(Stored items)
________________

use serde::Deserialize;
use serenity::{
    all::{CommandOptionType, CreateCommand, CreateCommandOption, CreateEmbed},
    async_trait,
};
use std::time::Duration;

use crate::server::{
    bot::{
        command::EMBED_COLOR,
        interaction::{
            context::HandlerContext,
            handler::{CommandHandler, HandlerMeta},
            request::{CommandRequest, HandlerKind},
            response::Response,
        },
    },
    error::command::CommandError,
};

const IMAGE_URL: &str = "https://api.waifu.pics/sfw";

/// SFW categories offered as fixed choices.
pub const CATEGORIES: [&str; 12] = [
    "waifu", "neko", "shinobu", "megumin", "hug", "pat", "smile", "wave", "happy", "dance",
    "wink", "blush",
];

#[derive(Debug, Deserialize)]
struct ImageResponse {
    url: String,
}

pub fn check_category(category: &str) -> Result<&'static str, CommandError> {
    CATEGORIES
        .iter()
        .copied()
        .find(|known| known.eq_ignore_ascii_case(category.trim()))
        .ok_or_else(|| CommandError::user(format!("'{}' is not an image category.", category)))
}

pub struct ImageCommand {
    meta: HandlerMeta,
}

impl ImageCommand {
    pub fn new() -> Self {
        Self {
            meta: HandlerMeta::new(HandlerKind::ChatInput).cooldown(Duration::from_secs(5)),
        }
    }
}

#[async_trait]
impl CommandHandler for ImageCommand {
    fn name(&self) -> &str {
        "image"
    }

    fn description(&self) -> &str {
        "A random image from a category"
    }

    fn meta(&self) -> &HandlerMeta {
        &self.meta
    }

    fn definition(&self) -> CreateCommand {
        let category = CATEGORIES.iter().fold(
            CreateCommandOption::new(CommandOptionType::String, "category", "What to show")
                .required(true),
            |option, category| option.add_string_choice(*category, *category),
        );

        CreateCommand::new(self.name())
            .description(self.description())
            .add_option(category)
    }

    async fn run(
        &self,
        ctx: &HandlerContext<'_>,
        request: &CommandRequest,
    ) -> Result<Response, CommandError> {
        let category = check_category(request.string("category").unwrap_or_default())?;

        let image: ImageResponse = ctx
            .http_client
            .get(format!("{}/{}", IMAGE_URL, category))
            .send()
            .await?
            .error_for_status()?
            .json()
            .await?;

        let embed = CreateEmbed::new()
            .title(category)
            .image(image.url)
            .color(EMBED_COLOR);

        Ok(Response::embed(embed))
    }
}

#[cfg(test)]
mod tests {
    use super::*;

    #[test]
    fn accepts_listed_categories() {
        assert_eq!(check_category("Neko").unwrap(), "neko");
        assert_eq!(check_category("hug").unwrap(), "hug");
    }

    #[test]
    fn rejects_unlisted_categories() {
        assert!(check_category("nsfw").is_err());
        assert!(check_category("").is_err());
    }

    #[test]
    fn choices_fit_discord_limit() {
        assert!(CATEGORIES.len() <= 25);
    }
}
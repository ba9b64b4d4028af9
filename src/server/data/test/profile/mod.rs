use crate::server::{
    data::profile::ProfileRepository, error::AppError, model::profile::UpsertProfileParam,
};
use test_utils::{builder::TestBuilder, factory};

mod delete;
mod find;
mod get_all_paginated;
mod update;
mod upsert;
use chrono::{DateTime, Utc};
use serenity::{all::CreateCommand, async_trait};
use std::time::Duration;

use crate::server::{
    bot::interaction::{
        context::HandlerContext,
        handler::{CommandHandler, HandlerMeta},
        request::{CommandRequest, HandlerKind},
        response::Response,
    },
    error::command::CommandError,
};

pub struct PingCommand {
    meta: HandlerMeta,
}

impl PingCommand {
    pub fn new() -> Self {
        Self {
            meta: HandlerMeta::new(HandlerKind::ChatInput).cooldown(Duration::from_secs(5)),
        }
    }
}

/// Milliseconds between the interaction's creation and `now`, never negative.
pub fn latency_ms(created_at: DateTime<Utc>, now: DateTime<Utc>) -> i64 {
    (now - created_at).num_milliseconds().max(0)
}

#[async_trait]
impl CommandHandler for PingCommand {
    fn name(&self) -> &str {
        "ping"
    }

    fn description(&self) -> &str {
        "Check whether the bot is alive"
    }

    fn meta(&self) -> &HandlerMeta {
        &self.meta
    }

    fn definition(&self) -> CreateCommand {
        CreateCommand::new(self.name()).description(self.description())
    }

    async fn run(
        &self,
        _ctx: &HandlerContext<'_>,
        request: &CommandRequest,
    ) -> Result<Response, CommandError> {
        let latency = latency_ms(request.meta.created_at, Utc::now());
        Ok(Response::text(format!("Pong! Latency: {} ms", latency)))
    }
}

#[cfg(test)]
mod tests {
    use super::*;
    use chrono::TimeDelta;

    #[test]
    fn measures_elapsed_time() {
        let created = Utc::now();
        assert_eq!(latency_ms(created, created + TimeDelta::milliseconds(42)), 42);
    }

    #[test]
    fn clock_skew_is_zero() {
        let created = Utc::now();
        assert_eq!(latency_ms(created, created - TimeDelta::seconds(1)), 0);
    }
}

________________

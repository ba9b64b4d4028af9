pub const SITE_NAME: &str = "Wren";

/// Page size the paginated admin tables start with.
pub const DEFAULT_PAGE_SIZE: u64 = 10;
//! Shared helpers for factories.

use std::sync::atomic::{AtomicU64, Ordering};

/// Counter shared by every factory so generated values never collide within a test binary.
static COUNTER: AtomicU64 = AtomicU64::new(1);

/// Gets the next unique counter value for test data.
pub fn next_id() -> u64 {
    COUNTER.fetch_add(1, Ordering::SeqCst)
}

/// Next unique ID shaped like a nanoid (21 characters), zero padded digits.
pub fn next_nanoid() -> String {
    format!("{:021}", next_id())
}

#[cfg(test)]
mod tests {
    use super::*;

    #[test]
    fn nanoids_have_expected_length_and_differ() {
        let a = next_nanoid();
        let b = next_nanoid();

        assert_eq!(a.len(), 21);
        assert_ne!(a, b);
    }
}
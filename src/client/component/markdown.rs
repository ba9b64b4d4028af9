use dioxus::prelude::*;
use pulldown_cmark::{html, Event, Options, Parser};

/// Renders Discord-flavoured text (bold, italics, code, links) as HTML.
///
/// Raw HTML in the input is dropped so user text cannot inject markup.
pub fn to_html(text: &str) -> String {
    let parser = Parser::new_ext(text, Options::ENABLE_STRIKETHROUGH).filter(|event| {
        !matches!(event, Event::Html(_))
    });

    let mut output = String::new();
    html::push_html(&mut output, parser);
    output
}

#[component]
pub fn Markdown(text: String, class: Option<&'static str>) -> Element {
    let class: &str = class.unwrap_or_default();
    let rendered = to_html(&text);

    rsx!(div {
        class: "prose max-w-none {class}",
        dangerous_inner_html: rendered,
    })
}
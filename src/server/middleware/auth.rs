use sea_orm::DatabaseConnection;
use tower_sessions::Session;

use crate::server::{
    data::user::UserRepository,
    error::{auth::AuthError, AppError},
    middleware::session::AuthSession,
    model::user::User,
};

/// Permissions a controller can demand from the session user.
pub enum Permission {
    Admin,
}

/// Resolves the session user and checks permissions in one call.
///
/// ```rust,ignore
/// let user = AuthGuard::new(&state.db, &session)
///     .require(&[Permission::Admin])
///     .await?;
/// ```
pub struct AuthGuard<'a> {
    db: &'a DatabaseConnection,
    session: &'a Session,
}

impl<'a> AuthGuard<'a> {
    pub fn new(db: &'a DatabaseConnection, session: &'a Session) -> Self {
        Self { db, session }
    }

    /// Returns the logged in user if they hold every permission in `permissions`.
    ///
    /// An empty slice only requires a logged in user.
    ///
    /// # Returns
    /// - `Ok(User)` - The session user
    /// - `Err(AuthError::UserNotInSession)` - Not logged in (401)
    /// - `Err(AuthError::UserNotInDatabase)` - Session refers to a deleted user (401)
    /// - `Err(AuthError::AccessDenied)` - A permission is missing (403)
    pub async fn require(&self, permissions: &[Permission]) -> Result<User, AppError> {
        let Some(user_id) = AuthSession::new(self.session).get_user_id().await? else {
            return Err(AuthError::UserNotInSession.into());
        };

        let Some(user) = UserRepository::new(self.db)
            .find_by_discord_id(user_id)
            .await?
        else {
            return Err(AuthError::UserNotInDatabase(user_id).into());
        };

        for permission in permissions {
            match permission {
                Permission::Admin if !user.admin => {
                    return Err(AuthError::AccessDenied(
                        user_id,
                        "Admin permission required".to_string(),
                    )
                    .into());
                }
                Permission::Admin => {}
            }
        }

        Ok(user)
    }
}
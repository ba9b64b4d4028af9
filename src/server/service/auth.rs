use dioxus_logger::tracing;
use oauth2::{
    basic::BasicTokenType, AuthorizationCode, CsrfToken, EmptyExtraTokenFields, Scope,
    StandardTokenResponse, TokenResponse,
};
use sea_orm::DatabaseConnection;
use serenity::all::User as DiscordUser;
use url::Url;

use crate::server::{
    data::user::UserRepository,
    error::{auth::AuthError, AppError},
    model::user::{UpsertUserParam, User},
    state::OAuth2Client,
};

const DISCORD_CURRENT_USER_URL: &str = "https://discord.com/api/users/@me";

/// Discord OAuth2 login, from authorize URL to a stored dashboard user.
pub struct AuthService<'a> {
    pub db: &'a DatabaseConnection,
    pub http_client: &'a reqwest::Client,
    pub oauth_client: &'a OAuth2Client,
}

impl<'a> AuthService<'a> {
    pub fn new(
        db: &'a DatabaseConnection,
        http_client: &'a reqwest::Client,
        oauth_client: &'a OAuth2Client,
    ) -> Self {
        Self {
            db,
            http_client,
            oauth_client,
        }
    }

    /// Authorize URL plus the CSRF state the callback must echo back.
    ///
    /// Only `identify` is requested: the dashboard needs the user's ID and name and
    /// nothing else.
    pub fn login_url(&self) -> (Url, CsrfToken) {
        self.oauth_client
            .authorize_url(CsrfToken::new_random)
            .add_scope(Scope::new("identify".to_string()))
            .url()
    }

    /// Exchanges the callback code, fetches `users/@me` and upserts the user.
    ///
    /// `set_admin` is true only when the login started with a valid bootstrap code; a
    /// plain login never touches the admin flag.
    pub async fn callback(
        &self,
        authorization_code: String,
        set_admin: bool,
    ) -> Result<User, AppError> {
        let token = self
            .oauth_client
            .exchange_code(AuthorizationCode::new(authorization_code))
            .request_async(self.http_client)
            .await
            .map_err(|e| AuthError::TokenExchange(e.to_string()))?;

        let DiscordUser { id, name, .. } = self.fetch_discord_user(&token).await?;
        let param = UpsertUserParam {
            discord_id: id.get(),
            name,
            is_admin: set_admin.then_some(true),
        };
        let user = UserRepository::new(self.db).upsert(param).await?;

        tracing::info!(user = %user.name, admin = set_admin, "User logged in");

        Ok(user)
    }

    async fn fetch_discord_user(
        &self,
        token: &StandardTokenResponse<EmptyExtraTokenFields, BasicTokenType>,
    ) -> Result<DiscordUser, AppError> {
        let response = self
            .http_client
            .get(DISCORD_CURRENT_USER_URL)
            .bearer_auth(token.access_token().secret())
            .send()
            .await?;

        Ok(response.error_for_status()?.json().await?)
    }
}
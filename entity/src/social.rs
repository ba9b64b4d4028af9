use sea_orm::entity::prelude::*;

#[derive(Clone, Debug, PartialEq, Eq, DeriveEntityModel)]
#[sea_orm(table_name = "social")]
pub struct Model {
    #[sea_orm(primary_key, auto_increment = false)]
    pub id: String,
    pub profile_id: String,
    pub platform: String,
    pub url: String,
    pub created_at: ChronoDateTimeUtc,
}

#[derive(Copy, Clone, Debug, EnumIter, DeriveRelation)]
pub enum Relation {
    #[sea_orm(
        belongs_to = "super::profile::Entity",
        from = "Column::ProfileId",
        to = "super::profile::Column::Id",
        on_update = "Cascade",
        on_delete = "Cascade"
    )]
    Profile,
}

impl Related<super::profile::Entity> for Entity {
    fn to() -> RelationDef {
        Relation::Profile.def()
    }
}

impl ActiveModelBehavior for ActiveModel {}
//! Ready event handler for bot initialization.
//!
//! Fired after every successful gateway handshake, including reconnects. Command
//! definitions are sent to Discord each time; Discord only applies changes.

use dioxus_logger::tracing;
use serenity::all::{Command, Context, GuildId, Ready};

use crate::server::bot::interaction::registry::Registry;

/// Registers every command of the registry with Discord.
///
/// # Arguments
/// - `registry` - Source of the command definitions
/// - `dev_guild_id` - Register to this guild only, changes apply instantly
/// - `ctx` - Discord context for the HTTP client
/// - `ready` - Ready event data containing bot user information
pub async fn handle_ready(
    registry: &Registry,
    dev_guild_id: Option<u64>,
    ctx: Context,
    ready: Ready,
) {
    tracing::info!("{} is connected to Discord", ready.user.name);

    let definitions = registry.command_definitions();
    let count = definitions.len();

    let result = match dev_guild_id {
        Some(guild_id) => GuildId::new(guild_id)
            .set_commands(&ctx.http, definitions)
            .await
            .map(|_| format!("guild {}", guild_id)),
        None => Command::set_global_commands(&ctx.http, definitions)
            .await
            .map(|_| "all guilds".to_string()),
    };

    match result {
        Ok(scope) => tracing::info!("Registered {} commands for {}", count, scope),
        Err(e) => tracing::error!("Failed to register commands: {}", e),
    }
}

________________

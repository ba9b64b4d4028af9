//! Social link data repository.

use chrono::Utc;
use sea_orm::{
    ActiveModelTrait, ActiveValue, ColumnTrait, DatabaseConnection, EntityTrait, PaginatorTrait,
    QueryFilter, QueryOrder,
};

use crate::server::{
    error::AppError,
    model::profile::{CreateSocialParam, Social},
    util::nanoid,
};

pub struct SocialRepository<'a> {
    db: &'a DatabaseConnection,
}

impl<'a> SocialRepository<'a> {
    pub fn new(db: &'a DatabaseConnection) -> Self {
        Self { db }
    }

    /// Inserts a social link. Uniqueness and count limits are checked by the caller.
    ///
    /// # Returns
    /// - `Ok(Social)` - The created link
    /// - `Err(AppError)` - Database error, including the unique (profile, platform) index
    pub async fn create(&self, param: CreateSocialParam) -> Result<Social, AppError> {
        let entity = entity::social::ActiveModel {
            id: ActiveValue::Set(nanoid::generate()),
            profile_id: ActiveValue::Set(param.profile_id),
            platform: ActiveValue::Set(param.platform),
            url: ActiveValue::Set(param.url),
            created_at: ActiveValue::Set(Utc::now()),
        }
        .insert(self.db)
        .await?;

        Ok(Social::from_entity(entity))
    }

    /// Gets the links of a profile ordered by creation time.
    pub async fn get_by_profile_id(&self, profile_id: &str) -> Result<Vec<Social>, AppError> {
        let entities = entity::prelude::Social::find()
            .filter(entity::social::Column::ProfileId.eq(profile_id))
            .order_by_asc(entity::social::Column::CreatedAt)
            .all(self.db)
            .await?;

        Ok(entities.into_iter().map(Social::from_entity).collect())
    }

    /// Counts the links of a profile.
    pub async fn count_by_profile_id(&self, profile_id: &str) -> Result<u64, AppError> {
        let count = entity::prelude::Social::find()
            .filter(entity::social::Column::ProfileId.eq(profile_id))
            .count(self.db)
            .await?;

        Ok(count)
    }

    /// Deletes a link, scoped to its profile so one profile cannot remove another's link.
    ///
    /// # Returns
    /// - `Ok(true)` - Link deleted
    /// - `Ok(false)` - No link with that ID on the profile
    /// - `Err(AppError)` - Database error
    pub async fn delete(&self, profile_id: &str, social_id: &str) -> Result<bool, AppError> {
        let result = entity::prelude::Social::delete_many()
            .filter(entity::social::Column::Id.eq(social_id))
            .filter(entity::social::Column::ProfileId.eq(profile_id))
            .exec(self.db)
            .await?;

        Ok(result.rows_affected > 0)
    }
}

________________

Work to complete:
Where in the entries above does the word "HandlerKind" appear? Copy each line that has it.

Exercise result:
            request::{CommandRequest, HandlerKind},
            meta: HandlerMeta::new(HandlerKind::ChatInput).cooldown(Duration::from_secs(5)),
        request::{CommandRequest, HandlerKind},
            meta: HandlerMeta::new(HandlerKind::ChatInput).cooldown(Duration::from_secs(5)),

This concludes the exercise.